▸ **Input material**
use std::path::PathBuf;
use std::time::Instant;

use anyhow::{Context, Result};
use clap::Parser;
use tracing::info;

use plum_session::config::{DrawClockPolicy, MatchConfig, PlayerMode};
use plum_session::console::console_loop::run_console;
use plum_session::logging::init_tracing;
use plum_session::session::controller::Session;
use plum_session::session::driver::MatchDriver;

/// Play chess in the terminal against another human or the random mover.
#[derive(Debug, Parser)]
#[command(name = "plum_session", version, about)]
struct Cli {
    /// TOML match configuration; flags below override it.
    #[arg(long)]
    config: Option<PathBuf>,

    #[arg(long, value_enum)]
    mode: Option<PlayerMode>,

    /// Minutes on each clock.
    #[arg(long)]
    minutes: Option<u64>,

    /// Seconds added after each move.
    #[arg(long)]
    increment: Option<u64>,

    #[arg(long, value_enum)]
    draw_clock_policy: Option<DrawClockPolicy>,

    /// Start from this FEN instead of the standard setup.
    #[arg(long)]
    fen: Option<String>,

    /// Seed for the random mover.
    #[arg(long)]
    seed: Option<u64>,

    /// Fallback log level when RUST_LOG is unset.
    #[arg(long, default_value = "info")]
    log_level: String,
}

impl Cli {
    fn match_config(&self) -> Result<MatchConfig> {
        let mut config = match &self.config {
            Some(path) => MatchConfig::from_file(path)
                .with_context(|| format!("loading {}", path.display()))?,
            None => MatchConfig::default(),
        };
        if let Some(mode) = self.mode {
            config.mode = mode;
        }
        if let Some(minutes) = self.minutes {
            config.minutes = minutes;
        }
        if let Some(increment) = self.increment {
            config.increment_secs = increment;
        }
        if let Some(policy) = self.draw_clock_policy {
            config.draw_clock_policy = policy;
        }
        if let Some(fen) = &self.fen {
            config.start_fen = Some(fen.clone());
        }
        if let Some(seed) = self.seed {
            config.mover_seed = Some(seed);
        }
        config.validate().context("invalid match settings")?;
        Ok(config)
    }
}

fn main() -> Result<()> {
    let cli = Cli::parse();
    init_tracing(&cli.log_level);

    let config = cli.match_config()?;
    info!(mode = ?config.mode, minutes = config.minutes, "starting console session");

    let session = Session::standard(config).context("starting the match")?;
    run_console(MatchDriver::new(session, Instant::now())).context("console I/O failed")?;
    Ok(())
}
//! Uniform random mover.
//!
//! Picks among distinct origin/destination pairs so a promoting pawn is not
//! four times as likely to be chosen as any other move, then applies the
//! configured default promotion.

use rand::prelude::IndexedRandom;
use rand::rngs::StdRng;
use rand::SeedableRng;

use crate::engines::engine_trait::{Mover, MoverOutput};
use crate::errors::MoverError;
use crate::game_state::chess_types::PieceKind;
use crate::rules::position::{LegalMove, Move};

pub struct RandomMover {
    rng: StdRng,
    default_promotion: PieceKind,
}

impl RandomMover {
    pub fn new() -> Self {
        Self::with_rng(StdRng::from_rng(&mut rand::rng()))
    }

    /// Reproducible move sequence for a given seed.
    pub fn seeded(seed: u64) -> Self {
        Self::with_rng(StdRng::seed_from_u64(seed))
    }

    fn with_rng(rng: StdRng) -> Self {
        Self {
            rng,
            default_promotion: PieceKind::Queen,
        }
    }

    pub fn with_default_promotion(mut self, promotion: PieceKind) -> Self {
        self.default_promotion = promotion;
        self
    }
}

impl Default for RandomMover {
    fn default() -> Self {
        Self::new()
    }
}

impl Mover for RandomMover {
    fn name(&self) -> &str {
        "Random Mover"
    }

    fn choose_move(&mut self, legal_moves: &[LegalMove]) -> Result<MoverOutput, MoverError> {
        let mut out = MoverOutput::default();

        let mut pairs: Vec<Move> = Vec::with_capacity(legal_moves.len());
        for legal in legal_moves {
            let mv = Move::new(legal.from, legal.to);
            if !pairs.contains(&mv) {
                pairs.push(mv);
            }
        }
        out.info_lines
            .push(format!("random mover: {} distinct moves", pairs.len()));

        let Some(picked) = pairs.choose(&mut self.rng).copied() else {
            return Ok(out);
        };

        let promotes = legal_moves
            .iter()
            .any(|l| l.from == picked.from && l.to == picked.to && l.promotion.is_some());
        let promotion = if promotes {
            let wanted = legal_moves
                .iter()
                .any(|l| l.from == picked.from && l.to == picked.to && l.promotion == Some(self.default_promotion));
            if !wanted {
                return Err(MoverError::Failed(format!(
                    "default promotion {:?} unavailable for {picked}",
                    self.default_promotion
                )));
            }
            Some(self.default_promotion)
        } else {
            None
        };

        out.best_move = Some(picked.with_promotion(promotion));
        Ok(out)
    }
}

#[cfg(test)]
mod tests {
    use super::RandomMover;
    use crate::engines::engine_trait::{DrawResponse, Mover};
    use crate::game_state::chess_types::PieceKind;
    use crate::rules::position::ChessPosition;
    use crate::rules::standard::StandardPosition;

    #[test]
    fn picks_a_legal_move() {
        let position = StandardPosition::new_game();
        let legal = position.legal_moves(None).expect("generation should succeed");
        let mut mover = RandomMover::seeded(7);
        let mv = mover
            .choose_move(&legal)
            .expect("mover should succeed")
            .best_move
            .expect("start position has moves");
        assert!(legal.iter().any(|l| l.as_move() == mv));
    }

    #[test]
    fn same_seed_same_choice() {
        let legal = StandardPosition::new_game().legal_moves(None).expect("generation");
        let a = RandomMover::seeded(42).choose_move(&legal).expect("mover a").best_move;
        let b = RandomMover::seeded(42).choose_move(&legal).expect("mover b").best_move;
        assert_eq!(a, b);
    }

    #[test]
    fn promotes_with_the_default_kind() {
        let position = StandardPosition::from_fen("7k/P7/7K/8/8/8/8/8 w - - 0 1").expect("FEN should parse");
        let legal: Vec<_> = position
            .legal_moves(Some(48))
            .expect("generation should succeed");
        assert_eq!(legal.len(), 4);
        let mut mover = RandomMover::seeded(1).with_default_promotion(PieceKind::Rook);
        let mv = mover.choose_move(&legal).expect("mover").best_move.expect("a move");
        assert_eq!(mv.promotion, Some(PieceKind::Rook));
    }

    #[test]
    fn no_moves_means_no_choice_and_draws_are_declined() {
        let mut mover = RandomMover::seeded(3);
        assert_eq!(mover.choose_move(&[]).expect("mover").best_move, None);
        assert_eq!(mover.respond_to_draw(), DrawResponse::Reject);
    }
}
//! Tracing setup for the binary.

use tracing_subscriber::EnvFilter;

/// Install the global subscriber. `RUST_LOG` wins over `fallback_level`.
/// Output goes to stderr so it never mixes with the board on stdout.
pub fn init_tracing(fallback_level: &str) {
    let _ = tracing_subscriber::fmt()
        .with_env_filter(
            EnvFilter::try_from_default_env()
                .unwrap_or_else(|_| EnvFilter::new(format!("plum_session={fallback_level},warn"))),
        )
        .with_writer(std::io::stderr)
        .with_target(false)
        .try_init();
}
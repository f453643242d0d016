//! Move pipeline: validate on a throwaway trial, then commit a position
//! re-derived by replaying the full history.
//!
//! Also hosts the board gestures (click and drag) and the promotion slot,
//! which all end up submitting through the same path.

use tracing::{debug, error, info};

use crate::errors::{ProtocolViolation, SessionError, SessionResult};
use crate::game_state::chess_types::{PieceKind, Square};
use crate::rules::position::{ChessPosition, Move, MoveResult, PlayOutcome};
use crate::session::controller::Session;
use crate::session::outcome::MatchOutcome;
use crate::session::types::{Actor, MoveOutcome, MoveRecord, PendingPromotion, Reply};
use crate::utils::algebraic::square_name;

impl<P: ChessPosition> Session<P> {
    /// Submit a move for `actor`. Rejections leave the session untouched,
    /// except for an engine inconsistency which ends the match.
    pub fn submit_move(
        &mut self,
        from: Square,
        to: Square,
        promotion: Option<PieceKind>,
        actor: Actor,
    ) -> SessionResult<MoveOutcome> {
        let result = self
            .check_move_preconditions(from, actor)
            .and_then(|_| self.run_pipeline(Move::new(from, to).with_promotion(promotion), actor));
        self.settle(result)
    }

    /// Complete the move waiting in the promotion slot.
    pub fn resolve_promotion(&mut self, kind: PieceKind) -> SessionResult<MoveOutcome> {
        let slot = self.pending_promotion;
        let result = match slot {
            None => Err(ProtocolViolation::NoPendingPromotion.into()),
            Some(_) if !kind.is_promotion_target() => Err(SessionError::InvalidPromotion(format!("{kind:?}"))),
            Some(pending) => {
                self.pending_promotion = None;
                self.check_move_preconditions(pending.from, Actor::Human).and_then(|_| {
                    self.run_pipeline(Move::new(pending.from, pending.to).with_promotion(Some(kind)), Actor::Human)
                })
            }
        };
        self.settle(result)
    }

    /// Drop the pending promotion without moving.
    pub fn cancel_promotion(&mut self) -> SessionResult<()> {
        let result = match self.pending_promotion.take() {
            Some(pending) => {
                debug!(from = %square_name(pending.from), to = %square_name(pending.to), "promotion cancelled");
                self.selected = None;
                Ok(())
            }
            None => Err(ProtocolViolation::NoPendingPromotion.into()),
        };
        self.settle(result)
    }

    /// Click-to-move. The first click selects an own unit, clicking it again
    /// deselects, clicking another own unit switches, and any other square
    /// attempts the move.
    pub fn square_clicked(&mut self, square: Square) -> SessionResult<Reply> {
        if !self.human_may_act() || self.pending_promotion.is_some() {
            return Ok(Reply::Ignored);
        }

        let turn = self.position.turn();
        let own_unit = matches!(self.position.unit_at(square), Some((color, _)) if color == turn);

        match self.selected {
            Some(origin) if origin == square => {
                self.selected = None;
                Ok(Reply::Selection(None))
            }
            Some(_) | None if own_unit => {
                self.selected = Some(square);
                Ok(Reply::Selection(Some(square)))
            }
            Some(origin) => {
                self.selected = None;
                self.submit_move(origin, square, None, Actor::Human).map(Reply::Move)
            }
            None => Ok(Reply::Ignored),
        }
    }

    /// Drag-and-drop. Promotion moves open the promotion slot.
    pub fn piece_dropped(&mut self, from: Square, to: Square) -> SessionResult<Reply> {
        if !self.human_may_act() || self.pending_promotion.is_some() {
            return Ok(Reply::Ignored);
        }
        self.selected = None;
        self.submit_move(from, to, None, Actor::Human).map(Reply::Move)
    }

    /// Run the post-operation bookkeeping for any fallible operation.
    pub(super) fn settle<T>(&mut self, result: SessionResult<T>) -> SessionResult<T> {
        let result = result.map_err(|err| self.report(err));
        self.refresh();
        result
    }

    fn check_move_preconditions(&self, from: Square, actor: Actor) -> SessionResult<()> {
        if self.outcome.is_terminal() {
            return Err(ProtocolViolation::MatchOver.into());
        }
        if self.draw_offer.is_some() {
            return Err(ProtocolViolation::DrawOfferPending.into());
        }
        if self.pending_promotion.is_some() {
            return Err(ProtocolViolation::PromotionPending.into());
        }

        let turn = self.position.turn();
        let Some((color, _)) = self.position.unit_at(from) else {
            return Err(SessionError::IllegalMove(format!("no unit on {}", square_name(from))));
        };
        if color != turn {
            return Err(ProtocolViolation::NotYourTurn(turn).into());
        }
        if !self.actor_controls(actor, color) {
            return Err(ProtocolViolation::Unauthorized(color).into());
        }
        Ok(())
    }

    fn run_pipeline(&mut self, requested: Move, actor: Actor) -> SessionResult<MoveOutcome> {
        let mut mv = requested;
        let mut trial = self.position.play(&mv)?;

        if matches!(trial, PlayOutcome::NeedsPromotion) {
            match actor {
                Actor::Mover => {
                    mv = mv.with_promotion(Some(self.config.default_promotion));
                    trial = self.position.play(&mv)?;
                }
                Actor::Human => {
                    let pending = PendingPromotion {
                        from: mv.from,
                        to: mv.to,
                    };
                    self.pending_promotion = Some(pending);
                    self.selected = None;
                    debug!(from = %square_name(mv.from), to = %square_name(mv.to), "awaiting promotion choice");
                    return Ok(MoveOutcome::NeedsPromotionChoice(pending));
                }
            }
        }

        if !matches!(trial, PlayOutcome::Played(..)) {
            return Err(SessionError::IllegalMove(mv.to_string()));
        }

        let (next, result) = self.replay_commit(&mv)?;
        self.commit(next, &result);
        Ok(MoveOutcome::Accepted(result))
    }

    /// Rebuild the position from the serialized history and play `mv` there.
    fn replay_commit(&mut self, mv: &Move) -> SessionResult<(P, MoveResult)> {
        let replayed = self
            .position
            .serialize()
            .and_then(|snapshot| self.position.restore(&snapshot))
            .and_then(|restored| restored.play(mv));

        let reason = match replayed {
            Ok(PlayOutcome::Played(next, result)) => return Ok((next, result)),
            Ok(PlayOutcome::NeedsPromotion) => format!("replay asked for a promotion on {mv}"),
            Ok(PlayOutcome::Illegal) => format!("replay rejected {mv}"),
            Err(err) => format!("replay of {mv} failed: {err}"),
        };
        error!(reason = %reason, ply = self.position.ply_count(), "trial and replay disagree");
        self.end_match(MatchOutcome::ErrorAbort, false);
        Err(SessionError::EngineInconsistency(reason))
    }

    fn commit(&mut self, next: P, result: &MoveResult) {
        self.position = next;
        self.history.push(MoveRecord::from(result));
        if let Some(kind) = result.captured {
            self.captures.record(result.color, kind);
        }
        self.last_move = Some((result.from, result.to));
        self.selected = None;
        self.pending_promotion = None;
        self.clocks.add_increment(result.color, self.config.increment());
        self.clocks.set_running(self.position.turn(), true);
        info!(
            color = %result.color,
            san = %result.san,
            ply = self.history.len(),
            "move accepted"
        );
    }
}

▸ **Work request**
Look through the entries for lines containing the word "false" and return each one.

▸ **Reply to the exercise**
        .with_target(false)
        self.end_match(MatchOutcome::ErrorAbort, false);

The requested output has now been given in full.